• **Goal of the exercise**:
Nothing but the lines from the one containing "let decoded = image::load_from_memory(&result.bytes).unwrap();" through the one containing "255, 255, 255])));", both included, should be given again, each exactly as written below.

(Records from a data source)
Content starts

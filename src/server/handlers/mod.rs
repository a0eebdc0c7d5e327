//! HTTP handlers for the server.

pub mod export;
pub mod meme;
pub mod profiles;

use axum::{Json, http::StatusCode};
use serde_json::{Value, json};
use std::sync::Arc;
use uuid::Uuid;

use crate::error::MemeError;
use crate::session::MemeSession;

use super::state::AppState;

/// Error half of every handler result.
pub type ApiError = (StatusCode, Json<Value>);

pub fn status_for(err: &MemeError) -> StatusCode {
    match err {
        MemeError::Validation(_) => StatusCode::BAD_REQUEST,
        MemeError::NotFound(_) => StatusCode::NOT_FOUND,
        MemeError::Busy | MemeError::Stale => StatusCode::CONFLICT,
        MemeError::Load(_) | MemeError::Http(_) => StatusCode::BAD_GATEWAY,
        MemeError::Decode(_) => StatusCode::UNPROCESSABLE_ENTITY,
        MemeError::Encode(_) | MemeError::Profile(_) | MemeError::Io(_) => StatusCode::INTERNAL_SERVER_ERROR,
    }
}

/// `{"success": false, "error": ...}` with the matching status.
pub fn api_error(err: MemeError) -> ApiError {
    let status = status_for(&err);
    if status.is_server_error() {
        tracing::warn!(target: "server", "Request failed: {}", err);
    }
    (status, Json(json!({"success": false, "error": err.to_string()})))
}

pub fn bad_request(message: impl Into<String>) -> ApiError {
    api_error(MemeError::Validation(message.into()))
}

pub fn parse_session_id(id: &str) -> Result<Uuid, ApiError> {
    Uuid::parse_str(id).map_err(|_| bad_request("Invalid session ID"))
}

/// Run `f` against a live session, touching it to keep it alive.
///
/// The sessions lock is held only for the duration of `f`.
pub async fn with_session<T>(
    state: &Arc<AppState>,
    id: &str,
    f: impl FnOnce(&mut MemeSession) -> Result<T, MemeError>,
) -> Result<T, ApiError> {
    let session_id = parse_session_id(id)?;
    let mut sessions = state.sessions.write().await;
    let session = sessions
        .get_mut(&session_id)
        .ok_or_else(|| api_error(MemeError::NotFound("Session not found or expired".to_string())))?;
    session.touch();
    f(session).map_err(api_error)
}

Content ends
Content starts

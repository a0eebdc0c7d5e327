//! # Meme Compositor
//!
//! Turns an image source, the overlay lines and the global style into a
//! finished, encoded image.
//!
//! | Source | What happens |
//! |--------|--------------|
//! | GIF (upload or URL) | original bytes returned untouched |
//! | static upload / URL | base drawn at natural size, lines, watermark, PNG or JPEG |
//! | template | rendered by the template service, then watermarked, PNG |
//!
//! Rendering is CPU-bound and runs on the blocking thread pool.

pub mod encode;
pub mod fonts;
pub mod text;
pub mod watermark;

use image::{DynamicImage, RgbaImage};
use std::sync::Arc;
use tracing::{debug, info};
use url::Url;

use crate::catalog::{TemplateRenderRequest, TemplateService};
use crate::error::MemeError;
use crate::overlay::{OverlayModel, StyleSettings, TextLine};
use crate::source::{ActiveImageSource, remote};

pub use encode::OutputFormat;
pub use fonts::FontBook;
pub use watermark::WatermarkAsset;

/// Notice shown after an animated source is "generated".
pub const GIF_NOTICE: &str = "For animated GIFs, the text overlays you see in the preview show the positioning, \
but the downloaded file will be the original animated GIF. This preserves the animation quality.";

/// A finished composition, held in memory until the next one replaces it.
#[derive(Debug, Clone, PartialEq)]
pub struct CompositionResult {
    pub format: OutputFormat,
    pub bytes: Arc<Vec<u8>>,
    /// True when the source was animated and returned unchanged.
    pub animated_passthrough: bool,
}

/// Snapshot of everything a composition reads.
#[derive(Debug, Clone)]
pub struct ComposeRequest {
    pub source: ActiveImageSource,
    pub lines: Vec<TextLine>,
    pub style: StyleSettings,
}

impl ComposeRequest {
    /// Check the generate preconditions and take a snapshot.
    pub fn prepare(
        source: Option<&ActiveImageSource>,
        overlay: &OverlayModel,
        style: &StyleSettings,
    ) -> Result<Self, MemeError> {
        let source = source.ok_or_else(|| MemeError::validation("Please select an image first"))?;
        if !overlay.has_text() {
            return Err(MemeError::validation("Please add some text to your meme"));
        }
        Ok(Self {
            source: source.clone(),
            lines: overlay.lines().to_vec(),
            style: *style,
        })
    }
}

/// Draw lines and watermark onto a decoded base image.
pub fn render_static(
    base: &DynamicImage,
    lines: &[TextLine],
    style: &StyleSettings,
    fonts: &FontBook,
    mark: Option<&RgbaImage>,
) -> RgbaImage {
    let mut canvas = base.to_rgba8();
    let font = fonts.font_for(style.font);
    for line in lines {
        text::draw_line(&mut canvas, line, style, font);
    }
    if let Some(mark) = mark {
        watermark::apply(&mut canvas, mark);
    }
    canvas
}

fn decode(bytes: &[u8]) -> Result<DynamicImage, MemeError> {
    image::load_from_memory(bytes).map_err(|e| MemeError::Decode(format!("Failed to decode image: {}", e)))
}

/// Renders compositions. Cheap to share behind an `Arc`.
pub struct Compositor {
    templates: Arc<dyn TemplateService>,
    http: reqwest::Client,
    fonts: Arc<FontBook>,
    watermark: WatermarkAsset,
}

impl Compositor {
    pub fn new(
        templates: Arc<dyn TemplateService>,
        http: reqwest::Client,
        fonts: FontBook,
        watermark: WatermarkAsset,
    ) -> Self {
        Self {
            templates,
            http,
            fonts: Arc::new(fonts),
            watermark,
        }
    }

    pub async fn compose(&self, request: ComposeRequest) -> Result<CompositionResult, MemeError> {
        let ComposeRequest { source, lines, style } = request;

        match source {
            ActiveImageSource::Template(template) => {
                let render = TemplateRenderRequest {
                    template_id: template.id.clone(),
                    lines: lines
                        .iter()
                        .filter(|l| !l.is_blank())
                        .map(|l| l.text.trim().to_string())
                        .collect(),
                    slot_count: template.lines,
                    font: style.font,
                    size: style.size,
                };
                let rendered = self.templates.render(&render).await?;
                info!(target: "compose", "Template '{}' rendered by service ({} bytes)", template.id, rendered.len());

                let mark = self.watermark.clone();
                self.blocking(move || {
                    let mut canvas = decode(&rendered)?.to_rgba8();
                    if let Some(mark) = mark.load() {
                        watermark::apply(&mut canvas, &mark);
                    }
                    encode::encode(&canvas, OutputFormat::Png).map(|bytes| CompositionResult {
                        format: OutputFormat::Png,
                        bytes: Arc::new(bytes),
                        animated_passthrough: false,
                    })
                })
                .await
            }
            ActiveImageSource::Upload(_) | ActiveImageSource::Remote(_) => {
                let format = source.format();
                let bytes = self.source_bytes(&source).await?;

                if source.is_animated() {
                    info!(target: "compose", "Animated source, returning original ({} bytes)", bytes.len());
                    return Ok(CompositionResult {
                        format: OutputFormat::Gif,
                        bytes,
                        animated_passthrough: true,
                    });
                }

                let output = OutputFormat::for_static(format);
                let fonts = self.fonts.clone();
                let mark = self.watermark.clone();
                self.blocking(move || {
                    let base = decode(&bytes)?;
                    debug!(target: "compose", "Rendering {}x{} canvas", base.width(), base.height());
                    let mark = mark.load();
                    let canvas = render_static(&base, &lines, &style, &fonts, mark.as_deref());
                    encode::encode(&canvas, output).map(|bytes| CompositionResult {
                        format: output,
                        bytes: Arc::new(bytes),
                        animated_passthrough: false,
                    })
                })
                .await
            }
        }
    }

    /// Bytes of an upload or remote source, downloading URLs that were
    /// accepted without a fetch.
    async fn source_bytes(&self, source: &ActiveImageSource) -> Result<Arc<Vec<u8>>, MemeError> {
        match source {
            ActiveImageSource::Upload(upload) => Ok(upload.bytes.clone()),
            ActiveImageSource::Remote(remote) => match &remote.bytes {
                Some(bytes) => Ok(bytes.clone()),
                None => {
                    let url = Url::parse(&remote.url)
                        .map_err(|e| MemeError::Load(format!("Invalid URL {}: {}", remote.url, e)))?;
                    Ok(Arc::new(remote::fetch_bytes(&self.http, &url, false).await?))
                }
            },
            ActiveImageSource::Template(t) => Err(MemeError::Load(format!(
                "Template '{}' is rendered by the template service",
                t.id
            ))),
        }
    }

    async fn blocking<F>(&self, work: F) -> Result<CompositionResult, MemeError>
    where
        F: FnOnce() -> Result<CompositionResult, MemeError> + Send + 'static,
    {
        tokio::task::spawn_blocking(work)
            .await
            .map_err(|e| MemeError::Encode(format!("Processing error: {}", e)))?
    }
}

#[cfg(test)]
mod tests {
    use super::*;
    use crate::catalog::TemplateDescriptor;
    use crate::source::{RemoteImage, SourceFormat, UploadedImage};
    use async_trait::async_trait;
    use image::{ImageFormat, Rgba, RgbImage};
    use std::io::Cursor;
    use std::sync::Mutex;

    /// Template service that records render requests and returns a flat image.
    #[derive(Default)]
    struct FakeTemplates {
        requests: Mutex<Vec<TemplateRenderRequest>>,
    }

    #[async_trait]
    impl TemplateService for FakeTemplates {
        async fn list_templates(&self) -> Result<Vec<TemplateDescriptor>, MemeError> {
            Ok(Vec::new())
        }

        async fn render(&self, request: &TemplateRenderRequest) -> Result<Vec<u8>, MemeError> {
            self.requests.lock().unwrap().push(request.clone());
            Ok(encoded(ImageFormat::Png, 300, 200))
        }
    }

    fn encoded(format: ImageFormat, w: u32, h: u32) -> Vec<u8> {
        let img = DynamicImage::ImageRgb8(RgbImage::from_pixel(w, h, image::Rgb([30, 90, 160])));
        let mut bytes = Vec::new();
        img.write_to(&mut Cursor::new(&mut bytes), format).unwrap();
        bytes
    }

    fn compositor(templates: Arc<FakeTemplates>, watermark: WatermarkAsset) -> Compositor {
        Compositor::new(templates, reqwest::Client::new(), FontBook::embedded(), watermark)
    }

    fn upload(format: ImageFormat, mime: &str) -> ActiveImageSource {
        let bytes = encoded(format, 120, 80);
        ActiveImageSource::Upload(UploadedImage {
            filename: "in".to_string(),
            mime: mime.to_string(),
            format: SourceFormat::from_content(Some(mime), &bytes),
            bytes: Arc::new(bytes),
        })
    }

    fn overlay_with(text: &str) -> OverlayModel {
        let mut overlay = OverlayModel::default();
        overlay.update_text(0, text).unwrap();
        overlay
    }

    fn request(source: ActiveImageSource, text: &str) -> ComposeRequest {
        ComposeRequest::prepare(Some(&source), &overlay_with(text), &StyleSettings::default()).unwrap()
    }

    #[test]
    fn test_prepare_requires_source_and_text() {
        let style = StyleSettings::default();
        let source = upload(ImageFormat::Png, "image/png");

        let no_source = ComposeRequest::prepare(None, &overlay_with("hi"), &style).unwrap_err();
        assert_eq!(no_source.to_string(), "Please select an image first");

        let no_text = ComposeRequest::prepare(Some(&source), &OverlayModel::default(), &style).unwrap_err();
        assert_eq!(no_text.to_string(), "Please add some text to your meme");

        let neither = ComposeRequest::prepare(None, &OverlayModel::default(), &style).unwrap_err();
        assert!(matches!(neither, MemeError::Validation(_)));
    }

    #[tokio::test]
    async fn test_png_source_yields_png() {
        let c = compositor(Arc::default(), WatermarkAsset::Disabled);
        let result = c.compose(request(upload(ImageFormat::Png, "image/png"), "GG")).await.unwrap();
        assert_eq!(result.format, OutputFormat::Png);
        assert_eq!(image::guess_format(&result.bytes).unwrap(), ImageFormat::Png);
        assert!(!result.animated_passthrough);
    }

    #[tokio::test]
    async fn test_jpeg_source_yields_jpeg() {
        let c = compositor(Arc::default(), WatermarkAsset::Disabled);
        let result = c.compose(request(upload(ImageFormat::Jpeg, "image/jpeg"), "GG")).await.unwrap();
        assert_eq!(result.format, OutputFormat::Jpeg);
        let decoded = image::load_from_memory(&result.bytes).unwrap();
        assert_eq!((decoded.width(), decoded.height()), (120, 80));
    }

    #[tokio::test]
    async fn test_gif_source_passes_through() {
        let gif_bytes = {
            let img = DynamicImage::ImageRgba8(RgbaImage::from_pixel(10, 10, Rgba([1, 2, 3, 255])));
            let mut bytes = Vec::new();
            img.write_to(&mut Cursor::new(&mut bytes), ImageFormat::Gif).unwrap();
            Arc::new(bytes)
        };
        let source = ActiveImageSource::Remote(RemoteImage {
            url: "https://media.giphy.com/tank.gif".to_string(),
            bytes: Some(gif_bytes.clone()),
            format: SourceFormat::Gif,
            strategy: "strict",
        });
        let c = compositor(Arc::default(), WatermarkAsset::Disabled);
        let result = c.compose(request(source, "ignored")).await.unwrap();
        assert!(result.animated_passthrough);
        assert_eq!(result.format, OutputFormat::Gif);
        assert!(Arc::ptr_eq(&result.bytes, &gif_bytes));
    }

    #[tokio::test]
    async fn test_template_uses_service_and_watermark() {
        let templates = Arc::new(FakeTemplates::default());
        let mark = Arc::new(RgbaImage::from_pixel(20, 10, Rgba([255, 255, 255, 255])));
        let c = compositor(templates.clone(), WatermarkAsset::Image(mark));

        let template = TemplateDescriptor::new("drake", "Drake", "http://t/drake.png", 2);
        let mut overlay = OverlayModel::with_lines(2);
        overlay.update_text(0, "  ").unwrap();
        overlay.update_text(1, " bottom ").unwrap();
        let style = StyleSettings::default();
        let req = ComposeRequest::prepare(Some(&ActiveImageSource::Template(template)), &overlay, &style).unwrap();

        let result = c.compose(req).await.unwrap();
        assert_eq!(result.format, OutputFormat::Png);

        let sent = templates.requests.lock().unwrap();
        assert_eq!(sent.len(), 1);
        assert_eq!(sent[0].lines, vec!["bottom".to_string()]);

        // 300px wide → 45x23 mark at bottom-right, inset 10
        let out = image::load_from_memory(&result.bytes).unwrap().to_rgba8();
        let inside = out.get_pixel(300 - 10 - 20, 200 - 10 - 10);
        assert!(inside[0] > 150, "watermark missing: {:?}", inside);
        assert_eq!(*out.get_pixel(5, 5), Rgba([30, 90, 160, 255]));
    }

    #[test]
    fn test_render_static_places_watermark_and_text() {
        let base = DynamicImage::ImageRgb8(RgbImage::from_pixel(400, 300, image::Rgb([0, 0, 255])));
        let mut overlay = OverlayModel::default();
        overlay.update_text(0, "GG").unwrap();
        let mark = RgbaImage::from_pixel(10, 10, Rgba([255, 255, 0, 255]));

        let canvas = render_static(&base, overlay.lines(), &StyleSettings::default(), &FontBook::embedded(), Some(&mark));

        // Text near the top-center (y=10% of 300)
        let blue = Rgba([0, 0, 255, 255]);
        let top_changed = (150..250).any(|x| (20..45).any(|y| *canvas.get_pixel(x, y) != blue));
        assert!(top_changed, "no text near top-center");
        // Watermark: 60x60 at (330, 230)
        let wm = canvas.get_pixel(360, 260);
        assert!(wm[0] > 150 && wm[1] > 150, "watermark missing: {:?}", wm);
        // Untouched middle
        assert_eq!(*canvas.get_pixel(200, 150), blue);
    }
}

Content ends

• **Answer area**:
        let decoded = image::load_from_memory(&result.bytes).unwrap();
        assert_eq!((decoded.width(), decoded.height()), (120, 80));
    }

    #[tokio::test]
    async fn test_gif_source_passes_through() {
        let gif_bytes = {
            let img = DynamicImage::ImageRgba8(RgbaImage::from_pixel(10, 10, Rgba([1, 2, 3, 255])));
            let mut bytes = Vec::new();
            img.write_to(&mut Cursor::new(&mut bytes), ImageFormat::Gif).unwrap();
            Arc::new(bytes)
        };
        let source = ActiveImageSource::Remote(RemoteImage {
            url: "https://media.giphy.com/tank.gif".to_string(),
            bytes: Some(gif_bytes.clone()),
            format: SourceFormat::Gif,
            strategy: "strict",
        });
        let c = compositor(Arc::default(), WatermarkAsset::Disabled);
        let result = c.compose(request(source, "ignored")).await.unwrap();
        assert!(result.animated_passthrough);
        assert_eq!(result.format, OutputFormat::Gif);
        assert!(Arc::ptr_eq(&result.bytes, &gif_bytes));
    }

    #[tokio::test]
    async fn test_template_uses_service_and_watermark() {
        let templates = Arc::new(FakeTemplates::default());
        let mark = Arc::new(RgbaImage::from_pixel(20, 10, Rgba([255, 255, 255, 255])));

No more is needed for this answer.